Re: your ds, being at home for a year with no reason to get out of bed could cause the apathy and low mood or he may be like that because of low mood. Regardless he either needs to: see a gp for assessment, treatment options or needs to find a structure to his day and activities ( ideally out of the house) to motivate him.

You say you are funding him. Could you sit down with him and lay down basic ground rules and tell him you will not fund him any more so he needs to find a job etc! If he had a small job, a routine, it could help him find friends and give him some self esteem etc. and if he cannot manage that then he needs medical help.

Sounds tough.

Shame your dh will not allow a cleaner into the home. Could you book one to come on a day he is out at work and give her a key so it is not an issue?

MrsMinkBernardLundy Mon 14-Oct-13 22:37:29

Would showing dh this thread help convince him perhaps?
Also knowing that a diagnosis of a MH issue is by no means a life sentence nor is it something that need adversely affect job prospects.

dhisaconspiracytheorist Mon 14-Oct-13 23:17:05

That's really helpful stinkingbishop ASD was the first reaction of one of the sws I work with a few weeks ago. 24 jars of nutella also rings parallels, he went through a phase of energy drinks when he dropped out and nocturnal too, although now he does not have internet in his bedroom, he seems to have a better sleep pattern. Glad to see things are working out for your son.

Hoophopes I would book the cleaner but unfortunately dh has zero hours contract so he doesn't work regular hours.

MrsMinkBernardLundy I agree that DX of MH is not a life sentence - I have been through it myself with post baby hypermanic episodes/psychosis and also spent a time as an inpatient 10 years ago. I now manage to function pretty well and know how to manage my own mh.

So I phoned the gp from work and unfortunately they could not phone me back until I was home. Had a good chat with gp and explained how worried I am and why dh does not want ds to get a mental health dx. GP was very good and did say that they are loath to label people, which I know from my own experience of psychs is true. Dh's reaction to me making the call was however very worrying, I now think his own mh is worse than I thought. Anyway we had had a chat on the way into work this morning and I had told him that I was going to call gp about my worries. And after dh had come back from the shops after the call, we discussed it and he did seem to be less stressed about it, and I am hopeful that he will come round to taking ds to gp.
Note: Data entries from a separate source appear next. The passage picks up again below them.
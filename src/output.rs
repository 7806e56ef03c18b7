//! Result types produced by the engine, the invoker, and the batch handler.

use serde::{Deserialize, Serialize};
use std::collections::BTreeMap;

/// An image exported from a document, PNG-encoded and base64-wrapped.
#[derive(Debug, Clone, PartialEq, Eq, Serialize, Deserialize)]
pub struct ImageArtifact {
    /// 1-indexed page the image was found on.
    pub page: usize,
    pub mime_type: String,
    pub width: u32,
    pub height: u32,
    /// Base64 (standard alphabet) of the encoded image bytes.
    pub data: String,
}

/// The engine's raw `(text, images, metadata)` output for one file.
///
/// `text` is optional because an engine may legitimately produce none; the
/// invoker turns that into an empty string.
#[derive(Debug, Clone, Default, PartialEq)]
pub struct RawConversion {
    pub text: Option<String>,
    pub images: BTreeMap<String, ImageArtifact>,
    pub metadata: serde_json::Map<String, serde_json::Value>,
}

/// Normalised conversion output for one document.
#[derive(Debug, Clone, Default, PartialEq, Serialize, Deserialize)]
pub struct ConversionResult {
    pub full_text: String,
    pub images: BTreeMap<String, ImageArtifact>,
    pub out_meta: serde_json::Map<String, serde_json::Value>,
}

impl From<RawConversion> for ConversionResult {
    fn from(raw: RawConversion) -> Self {
        Self {
            full_text: raw.text.unwrap_or_default(),
            images: raw.images,
            out_meta: raw.metadata,
        }
    }
}

/// One entry of the `/predict` response.
#[derive(Debug, Clone, Default, PartialEq, Eq, Serialize, Deserialize)]
pub struct Prediction {
    pub text: String,
    /// Set only in per-instance failure mode, for an instance that failed.
    #[serde(default, skip_serializing_if = "Option::is_none")]
    pub error: Option<String>,
}

impl Prediction {
    pub fn ok(text: impl Into<String>) -> Self {
        Self {
            text: text.into(),
            error: None,
        }
    }

    pub fn failed(error: impl Into<String>) -> Self {
        Self {
            text: String::new(),
            error: Some(error.into()),
        }
    }
}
GP said that I could ask him to phone me again when we have persuaded ds to go and see him and he will fit him in despite no available appointments. Ds vacuumed his room today, dh has finished washing all of his clothes (!) and they are going out to get ds a new winter coat tomorrow so progress of sorts.

LIZS Tue 15-Oct-13 07:22:58

Sounds as if you have made some progress. Has your dh had any MH issues in the past , could he be afraid that ds is going through similar and may not receive support therefore it is easy to avoid the issue?